Ukraine on Sunday vowed to fight to the end in Mariupol, after a Russian ultimatum expired for remaining forces to surrender in port city where Moscow is pushing for a major strategic victory, AFP reports.
"The city still has not fallen," Prime Minister Denys Shmyhal said hours after Moscow's deadline had passed for fighters holed up and surrounded in a sprawling fortress-like steelworks to surrender.
"There's still our military forces, our soldiers. So they will fight to the end," he stated in an interview with ABC's "This Week".
Moscow has shifted its military focus to gaining control of the eastern Donbas region and forging a land corridor to already-annexed Crimea.
Russia's defense ministry said Sunday there were up to 400 mercenaries inside the encircled Azovstal steel plant, calling on Ukrainian forces inside to "lay down their arms and surrender in order to save their lives".
Moscow claims Kyiv has ordered fighters of the nationalist Azov battalion to "shoot on the spot" anyone wanting to surrender.
Ukraine President Volodymyr Zelenskyy warned that if Russian forces killed the remaining troops defending the city, it would end the peace talks.
Russian President Vladimir Putin has already said the talks are at a "dead end".
Shmyhal said on Sunday Ukraine wanted a diplomatic solution but would fight to the end if necessary.
"We will not surrender," he stressed, adding that while several large cities are under siege, not one -- with the exception of Kherson in the south -- had fallen, and more than 900 towns and cities had been liberated.

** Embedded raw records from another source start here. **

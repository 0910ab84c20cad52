/// Error types for the API client
use reqwest::StatusCode;
use thiserror::Error;

/// Errors produced by the request pipeline.
///
/// Every failure is scoped to the single request that produced it; nothing
/// here is fatal to the process. Only [`ApiError::SessionExpired`] carries a
/// side effect (the session store has already been cleared by the time the
/// caller sees it).
#[derive(Debug, Error)]
pub enum ApiError {
    /// Transport-level failure (connection refused, DNS, timeout, ...)
    #[error("Network error: {0}")]
    Network(String),

    /// The backend answered 401; the stored credential has been cleared
    #[error("Session expired or unauthorized; please log in again")]
    SessionExpired,

    /// Any other non-2xx response from the backend
    #[error("API error ({status}): {body}")]
    Http {
        status: StatusCode,
        /// Raw response body, useful for surfacing backend error messages
        body: String,
    },

    /// The response body could not be decoded into the expected type
    #[error("Failed to decode response: {0}")]
    Decode(String),

    /// The token file could not be written or removed
    #[error("Failed to persist session: {0}")]
    Session(#[from] std::io::Error),
}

Zelenskyy, meanwhile, warned on Sunday that Russia might use chemical or even nuclear weapons and urged world leaders to prepare for such contingencies.

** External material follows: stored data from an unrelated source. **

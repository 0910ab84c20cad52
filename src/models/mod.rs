pub mod auth_response;
pub mod connection_info;
pub mod instance;
pub mod instance_stats;
pub mod user;

// Re-export commonly used types
pub use auth_response::AuthResponse;
pub use connection_info::ConnectionInfo;
pub use instance::{CreateInstanceRequest, Instance, InstanceStatus, OsKind};
pub use instance_stats::InstanceStats;
pub use user::User;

Speaking with CNN in an interview, Zelenskyy said the potential use of chemical or nuclear weapons posed a threat to the entire planet, and urged foreign powers to prepare anti-radiation medicine and air raid shelters.
“Not only me – all of the world, all of the countries have to be worried because it can be not real information, but it can be truth,” he stated.
Russia recently claimed that Ukraine is running chemical and biological labs with US support.
White House press secretary Jen Psaki later rejected the claims from Russia as "false" and "preposterous," and warned they could serve as a pretext for the Russians to deploy chemical weapons in their assault on Ukraine.
US President Joe Biden then said that Russian accusations that Kyiv has biological and chemical weapons are false and illustrate that Russian President Vladimir Putin is considering using them himself against Ukraine.